Instructions for the task
Look through the lines below for the word "CalendarCell", and copy every line that has it.

Provided material

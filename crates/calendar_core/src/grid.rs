//! Month grid construction.
//!
//! A grid is a flat sequence of cells rendered as rows of seven. Padding
//! cells fill the positions before the 1st and after the last day of the
//! month so the length is always a multiple of seven.

use chrono::{Datelike, NaiveDate, Weekday};
use serde::{Deserialize, Serialize};
use tracing::warn;

use crate::{date_index::DateIndex, error::CalendarError};

pub use shared::{
    domain::{days_in_month, YearMonth},
    protocol::CalendarCell,
};

pub const DAYS_PER_WEEK: usize = 7;

/// Weekday shown in the first grid column.
#[derive(Debug, Clone, Copy, PartialEq, Eq, Hash, Default, Serialize, Deserialize)]
#[serde(rename_all = "snake_case")]
pub enum WeekStart {
    #[default]
    Sunday,
    Monday,
}

impl WeekStart {
    pub fn parse(value: &str) -> Option<Self> {
        if value.eq_ignore_ascii_case("sunday") || value.eq_ignore_ascii_case("sun") {
            Some(Self::Sunday)
        } else if value.eq_ignore_ascii_case("monday") || value.eq_ignore_ascii_case("mon") {
            Some(Self::Monday)
        } else {
            None
        }
    }

    pub fn first_weekday(self) -> Weekday {
        match self {
            Self::Sunday => Weekday::Sun,
            Self::Monday => Weekday::Mon,
        }
    }

    /// Column of `weekday` in a grid starting on this day.
    pub fn column(self, weekday: Weekday) -> usize {
        let column = match self {
            Self::Sunday => weekday.num_days_from_sunday(),
            Self::Monday => weekday.num_days_from_monday(),
        };
        column as usize
    }
}

/// Builds the grid for `month` (1-12) of `year`.
pub fn build_month_grid(
    year: i32,
    month: u32,
    index: &DateIndex,
    today: NaiveDate,
    selected: Option<NaiveDate>,
    week_start: WeekStart,
) -> Result<Vec<CalendarCell>, CalendarError> {
    let Some(month) = YearMonth::new(year, month) else {
        warn!(year, month, "rejected grid request for invalid month");
        return Err(CalendarError::InvalidMonth { year, month });
    };
    Ok(build_grid(month, index, today, selected, week_start))
}

pub fn build_grid(
    month: YearMonth,
    index: &DateIndex,
    today: NaiveDate,
    selected: Option<NaiveDate>,
    week_start: WeekStart,
) -> Vec<CalendarCell> {
    let first_day = month.first_day();
    let leading = week_start.column(first_day.weekday());
    let days = month.days() as usize;
    let total = (leading + days).div_ceil(DAYS_PER_WEEK) * DAYS_PER_WEEK;

    let mut cells = Vec::with_capacity(total);
    cells.extend(std::iter::repeat_with(CalendarCell::padding).take(leading));
    cells.extend(first_day.iter_days().take(days).map(|date| CalendarCell {
        date: Some(date),
        releases: index.lookup(date).to_vec(),
        is_today: date == today,
        is_selected: selected == Some(date),
    }));
    cells.resize_with(total, CalendarCell::padding);
    cells
}

/// Splits a grid into week rows.
pub fn rows(cells: &[CalendarCell]) -> impl Iterator<Item = &[CalendarCell]> {
    cells.chunks(DAYS_PER_WEEK)
}

#[cfg(test)]
#[path = "tests/grid_tests.rs"]
mod tests;
use std::collections::BTreeSet;

use chrono::NaiveDate;
use serde::{Deserialize, Serialize};

use crate::domain::{FilterOptions, MovieRelease, ReleaseTypeFilter, YearMonth};

/// One grid position: a concrete date with its releases, or padding outside the month.
#[derive(Debug, Clone, PartialEq, Serialize, Deserialize)]
pub struct CalendarCell {
    #[serde(default, skip_serializing_if = "Option::is_none")]
    pub date: Option<NaiveDate>,
    #[serde(default)]
    pub releases: Vec<MovieRelease>,
    pub is_today: bool,
    pub is_selected: bool,
}

impl CalendarCell {
    pub fn padding() -> Self {
        Self {
            date: None,
            releases: Vec::new(),
            is_today: false,
            is_selected: false,
        }
    }

    pub fn is_padding(&self) -> bool {
        self.date.is_none()
    }
}

#[derive(Debug, Clone, PartialEq, Eq, Serialize, Deserialize)]
#[serde(tag = "type", rename_all = "snake_case")]
pub enum ViewStatus {
    Loading,
    Ready,
    Failed { message: String },
}

#[derive(Debug, Clone, PartialEq, Serialize, Deserialize)]
pub struct GridView {
    pub month: YearMonth,
    pub cells: Vec<CalendarCell>,
    pub status: ViewStatus,
}

impl GridView {
    pub fn is_loading(&self) -> bool {
        self.status == ViewStatus::Loading
    }
}

#[derive(Debug, Clone, PartialEq, Serialize, Deserialize)]
pub struct ReleaseListView {
    pub releases: Vec<MovieRelease>,
    #[serde(default, skip_serializing_if = "Option::is_none")]
    pub selected_date: Option<NaiveDate>,
    pub status: ViewStatus,
}

impl ReleaseListView {
    pub fn is_loading(&self) -> bool {
        self.status == ViewStatus::Loading
    }

    /// A successful load that produced nothing to show, as opposed to
    /// a pending or failed one.
    pub fn is_empty_result(&self) -> bool {
        self.status == ViewStatus::Ready && self.releases.is_empty()
    }
}

/// Partial filter update emitted by the filter panel. `None` leaves a field unchanged.
#[derive(Debug, Clone, PartialEq, Eq, Default, Serialize, Deserialize)]
pub struct FilterPatch {
    #[serde(default, skip_serializing_if = "Option::is_none")]
    pub release_type: Option<ReleaseTypeFilter>,
    #[serde(default, skip_serializing_if = "Option::is_none")]
    pub languages: Option<BTreeSet<String>>,
    #[serde(default, skip_serializing_if = "Option::is_none")]
    pub genres: Option<BTreeSet<String>>,
    #[serde(default, skip_serializing_if = "Option::is_none")]
    pub countries: Option<BTreeSet<String>>,
}

impl FilterPatch {
    pub fn release_type(release_type: ReleaseTypeFilter) -> Self {
        Self {
            release_type: Some(release_type),
            ..Self::default()
        }
    }

    pub fn languages<I, S>(languages: I) -> Self
    where
        I: IntoIterator<Item = S>,
        S: Into<String>,
    {
        Self {
            languages: Some(languages.into_iter().map(Into::into).collect()),
            ..Self::default()
        }
    }

    pub fn is_empty(&self) -> bool {
        self.release_type.is_none()
            && self.languages.is_none()
            && self.genres.is_none()
            && self.countries.is_none()
    }
}

impl FilterOptions {
    pub fn apply_patch(&mut self, patch: FilterPatch) {
        let FilterPatch {
            release_type,
            languages,
            genres,
            countries,
        } = patch;
        if let Some(release_type) = release_type {
            self.release_type = release_type;
        }
        if let Some(languages) = languages {
            self.languages = languages;
        }
        if let Some(genres) = genres {
            self.genres = genres;
        }
        if let Some(countries) = countries {
            self.countries = countries;
        }
    }
}

#[cfg(test)]
mod tests {
    use super::*;

    #[test]
    fn patch_only_touches_present_fields() {
        let mut filters = FilterOptions::default();
        filters.apply_patch(FilterPatch::languages(["English"]));
        filters.apply_patch(FilterPatch::release_type(ReleaseTypeFilter::Ott));

        assert_eq!(filters.release_type, ReleaseTypeFilter::Ott);
        assert!(filters.languages.contains("English"));
        assert!(filters.genres.is_empty());
    }

    #[test]
    fn empty_patch_is_a_no_op() {
        let mut filters = FilterOptions::default();
        filters.apply_patch(FilterPatch::languages(["Hindi"]));
        let before = filters.clone();
        let patch = FilterPatch::default();
        assert!(patch.is_empty());
        filters.apply_patch(patch);
        assert_eq!(filters, before);
    }

    #[test]
    fn empty_result_is_distinct_from_loading_and_failure() {
        let mut view = ReleaseListView {
            releases: Vec::new(),
            selected_date: None,
            status: ViewStatus::Loading,
        };
        assert!(view.is_loading());
        assert!(!view.is_empty_result());

        view.status = ViewStatus::Failed {
            message: "offline".into(),
        };
        assert!(!view.is_loading());
        assert!(!view.is_empty_result());

        view.status = ViewStatus::Ready;
        assert!(view.is_empty_result());
    }

    #[test]
    fn view_status_serializes_with_type_tag() {
        let json = serde_json::to_string(&ViewStatus::Failed {
            message: "timeout".into(),
        })
        .expect("serialize");
        assert_eq!(json, r#"{"type":"failed","message":"timeout"}"#);
    }
}
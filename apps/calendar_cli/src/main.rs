mod config;
mod render;

use std::{collections::BTreeSet, path::PathBuf, sync::Arc};

use anyhow::{Context, Result};
use calendar_core::{
    CalendarController, Clock, FixedClock, NotificationSync, SystemClock, WeekStart,
};
use chrono::NaiveDate;
use clap::{Args, Parser, Subcommand, ValueEnum};
use release_source::{InMemoryReleaseRepository, ReleaseRepository};
use shared::{
    domain::{MovieId, ReleaseTypeFilter, UserId, YearMonth},
    protocol::FilterPatch,
};
use tracing::info;
use tracing_subscriber::EnvFilter;

use crate::config::Settings;

#[derive(Parser, Debug)]
#[command(about = "Browse movie releases month by month")]
struct Cli {
    /// JSON array of releases. The built-in May 2024 catalog is used when unset.
    #[arg(long, global = true)]
    releases: Option<PathBuf>,
    #[arg(long, global = true, value_parser = parse_week_start)]
    week_start: Option<WeekStart>,
    /// Date treated as today, YYYY-MM-DD.
    #[arg(long, global = true)]
    today: Option<NaiveDate>,
    /// Month to display, YYYY-MM. Defaults to the month of today.
    #[arg(long, global = true, value_parser = parse_month)]
    month: Option<YearMonth>,
    #[command(subcommand)]
    command: Command,
}

#[derive(Subcommand, Debug)]
enum Command {
    /// Month grid with release markers.
    Grid(ViewArgs),
    /// Releases for the selected date, or the whole month.
    List(ViewArgs),
    /// Tag values available for filtering in the displayed month.
    Facets {
        #[arg(long)]
        json: bool,
    },
    /// Toggle release notifications for each movie in turn.
    Notify {
        #[arg(required = true)]
        movie_ids: Vec<String>,
        #[arg(long)]
        user_id: Option<i64>,
    },
}

#[derive(Args, Debug)]
struct ViewArgs {
    #[arg(long = "type", value_enum, default_value_t = TypeArg::All)]
    release_type: TypeArg,
    #[arg(long = "language")]
    languages: Vec<String>,
    #[arg(long = "genre")]
    genres: Vec<String>,
    #[arg(long = "country")]
    countries: Vec<String>,
    /// Date to select, YYYY-MM-DD. Must lie in the displayed month.
    #[arg(long)]
    select: Option<NaiveDate>,
    #[arg(long)]
    json: bool,
}

#[derive(ValueEnum, Clone, Copy, Debug)]
enum TypeArg {
    All,
    Theatrical,
    Ott,
}

impl From<TypeArg> for ReleaseTypeFilter {
    fn from(value: TypeArg) -> Self {
        match value {
            TypeArg::All => Self::All,
            TypeArg::Theatrical => Self::Theatrical,
            TypeArg::Ott => Self::Ott,
        }
    }
}

impl ViewArgs {
    fn filter_patch(&self) -> FilterPatch {
        let tags = |values: &[String]| -> Option<BTreeSet<String>> {
            (!values.is_empty()).then(|| values.iter().cloned().collect())
        };
        FilterPatch {
            release_type: Some(self.release_type.into()),
            languages: tags(&self.languages),
            genres: tags(&self.genres),
            countries: tags(&self.countries),
        }
    }
}

fn parse_week_start(value: &str) -> Result<WeekStart, String> {
    WeekStart::parse(value).ok_or_else(|| format!("expected sunday or monday, got '{value}'"))
}

fn parse_month(value: &str) -> Result<YearMonth, String> {
    let invalid = || format!("expected YYYY-MM, got '{value}'");
    let (year, month) = value.split_once('-').ok_or_else(invalid)?;
    let year = year.parse::<i32>().map_err(|_| invalid())?;
    let month = month.parse::<u32>().map_err(|_| invalid())?;
    YearMonth::new(year, month).ok_or_else(invalid)
}

fn open_repository(settings: &Settings) -> Result<Arc<dyn ReleaseRepository>> {
    let repository = match &settings.releases_path {
        Some(path) => InMemoryReleaseRepository::from_json_file(path)?,
        None => InMemoryReleaseRepository::with_seed_catalog(),
    };
    Ok(Arc::new(repository))
}

/// Number of months from `from` to `to`.
fn month_offset(from: YearMonth, to: YearMonth) -> i64 {
    let index = |m: YearMonth| i64::from(m.year()) * 12 + i64::from(m.month() - 1);
    index(to) - index(from)
}

async fn show_month(controller: &CalendarController, target: Option<YearMonth>) -> Result<()> {
    let current = controller.snapshot().await.current_month();
    let offset = target.map_or(0, |target| month_offset(current, target));
    if offset == 0 {
        controller.reload().await?;
    }
    for _ in 0..offset.unsigned_abs() {
        if offset > 0 {
            controller.go_to_next_month().await?;
        } else {
            controller.go_to_previous_month().await?;
        }
    }
    Ok(())
}

async fn apply_view_args(controller: &CalendarController, args: &ViewArgs) -> Result<()> {
    let filters = controller.set_filters(args.filter_patch()).await;
    if filters.has_active_filters() {
        info!(active = filters.active_filter_count(), "filters applied");
    }
    if let Some(date) = args.select {
        controller
            .select_date(date)
            .await
            .with_context(|| format!("cannot select {date}"))?;
    }
    Ok(())
}

#[tokio::main]
async fn main() -> Result<()> {
    tracing_subscriber::fmt()
        .with_env_filter(
            EnvFilter::try_from_default_env().unwrap_or_else(|_| EnvFilter::new("info")),
        )
        .init();
    let cli = Cli::parse();

    let mut settings = config::load_settings();
    if let Some(path) = cli.releases {
        settings.releases_path = Some(path);
    }
    if let Some(week_start) = cli.week_start {
        settings.week_start = week_start;
    }

    let repository = open_repository(&settings)?;
    let today = cli.today.unwrap_or_else(|| SystemClock.today());
    let controller = CalendarController::new_with_dependencies(
        repository,
        Arc::new(FixedClock(today)),
        settings.week_start,
    );
    show_month(&controller, cli.month)
        .await
        .context("failed to load releases")?;

    match cli.command {
        Command::Grid(args) => {
            apply_view_args(&controller, &args).await?;
            let grid = controller.grid_view().await;
            if args.json {
                println!("{}", serde_json::to_string_pretty(&grid)?);
            } else {
                print!("{}", render::render_grid(&grid, controller.week_start()));
            }
        }
        Command::List(args) => {
            apply_view_args(&controller, &args).await?;
            let list = controller.release_list().await;
            if args.json {
                println!("{}", serde_json::to_string_pretty(&list)?);
            } else {
                let month = controller.snapshot().await.current_month();
                print!("{}", render::render_list(&list, month));
            }
        }
        Command::Facets { json } => {
            let facets = controller.facets().await;
            if json {
                println!("{}", serde_json::to_string_pretty(&facets)?);
            } else {
                print!("{}", render::render_facets(&facets));
            }
        }
        Command::Notify { movie_ids, user_id } => {
            let user_id = UserId(user_id.unwrap_or(settings.user_id));
            let notifications = NotificationSync::local();
            for movie_id in movie_ids.into_iter().map(MovieId::new) {
                let enabled = notifications.toggle(user_id, &movie_id).await?;
                let state = if enabled { "on" } else { "off" };
                println!("notifications for {movie_id}: {state}");
            }
        }
    }

    Ok(())
}

#[cfg(test)]
#[path = "tests/main_tests.rs"]
mod tests;
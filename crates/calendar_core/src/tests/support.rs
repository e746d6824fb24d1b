use chrono::NaiveDate;
use shared::domain::{MovieId, MovieRelease, ReleaseId, ReleaseType};

pub(crate) fn date(year: i32, month: u32, day: u32) -> NaiveDate {
    NaiveDate::from_ymd_opt(year, month, day).expect("valid date")
}

pub(crate) fn release(
    id: &str,
    release_date: NaiveDate,
    release_type: ReleaseType,
    languages: &[&str],
) -> MovieRelease {
    MovieRelease {
        id: ReleaseId::new(id),
        movie_id: MovieId::new(format!("movie-{id}")),
        title: format!("Title {id}"),
        release_date,
        release_type,
        languages: languages.iter().map(ToString::to_string).collect(),
        genres: Default::default(),
        countries: Default::default(),
        platform_name: (release_type == ReleaseType::Ott).then(|| "Netflix".to_string()),
        poster_url: None,
        score: None,
    }
}

pub(crate) fn with_tags(mut release: MovieRelease, genres: &[&str], countries: &[&str]) -> MovieRelease {
    release.genres = genres.iter().map(ToString::to_string).collect();
    release.countries = countries.iter().map(ToString::to_string).collect();
    release
}

/// The February 2024 mixed-release scenario.
pub(crate) fn february_releases() -> Vec<MovieRelease> {
    vec![
        release("1", date(2024, 2, 10), ReleaseType::Theatrical, &["en"]),
        release("2", date(2024, 2, 10), ReleaseType::Ott, &["hi"]),
        release("3", date(2024, 2, 29), ReleaseType::Theatrical, &["en"]),
    ]
}

pub(crate) fn ids(releases: &[MovieRelease]) -> Vec<&str> {
    releases.iter().map(|release| release.id.as_str()).collect()
}
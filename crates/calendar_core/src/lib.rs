//! Movie release calendar: month grids, release filtering, date selection and
//! per-movie notification flags over an injected release repository.

use chrono::NaiveDate;

pub mod controller;
pub mod date_index;
pub mod error;
pub mod filter;
pub mod format;
pub mod grid;
pub mod notification;

pub use controller::{CalendarController, CalendarEvent, CalendarState, LoadState};
pub use date_index::DateIndex;
pub use error::CalendarError;
pub use filter::FilterFacets;
pub use grid::{build_month_grid, CalendarCell, WeekStart};
pub use notification::{NotificationSync, NotificationToggles, Subscription};

/// Source of "today" for grid decoration and the today action.
pub trait Clock: Send + Sync {
    fn today(&self) -> NaiveDate;
}

/// Local wall-clock date.
pub struct SystemClock;

impl Clock for SystemClock {
    fn today(&self) -> NaiveDate {
        chrono::Local::now().date_naive()
    }
}

pub struct FixedClock(pub NaiveDate);

impl Clock for FixedClock {
    fn today(&self) -> NaiveDate {
        self.0
    }
}

#[cfg(test)]
#[path = "tests/support.rs"]
mod test_support;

Result of the exercise
    protocol::CalendarCell,
) -> Result<Vec<CalendarCell>, CalendarError> {
) -> Vec<CalendarCell> {
    cells.extend(std::iter::repeat_with(CalendarCell::padding).take(leading));
    cells.extend(first_day.iter_days().take(days).map(|date| CalendarCell {
    cells.resize_with(total, CalendarCell::padding);
pub fn rows(cells: &[CalendarCell]) -> impl Iterator<Item = &[CalendarCell]> {
pub struct CalendarCell {
impl CalendarCell {
    pub cells: Vec<CalendarCell>,
pub use grid::{build_month_grid, CalendarCell, WeekStart};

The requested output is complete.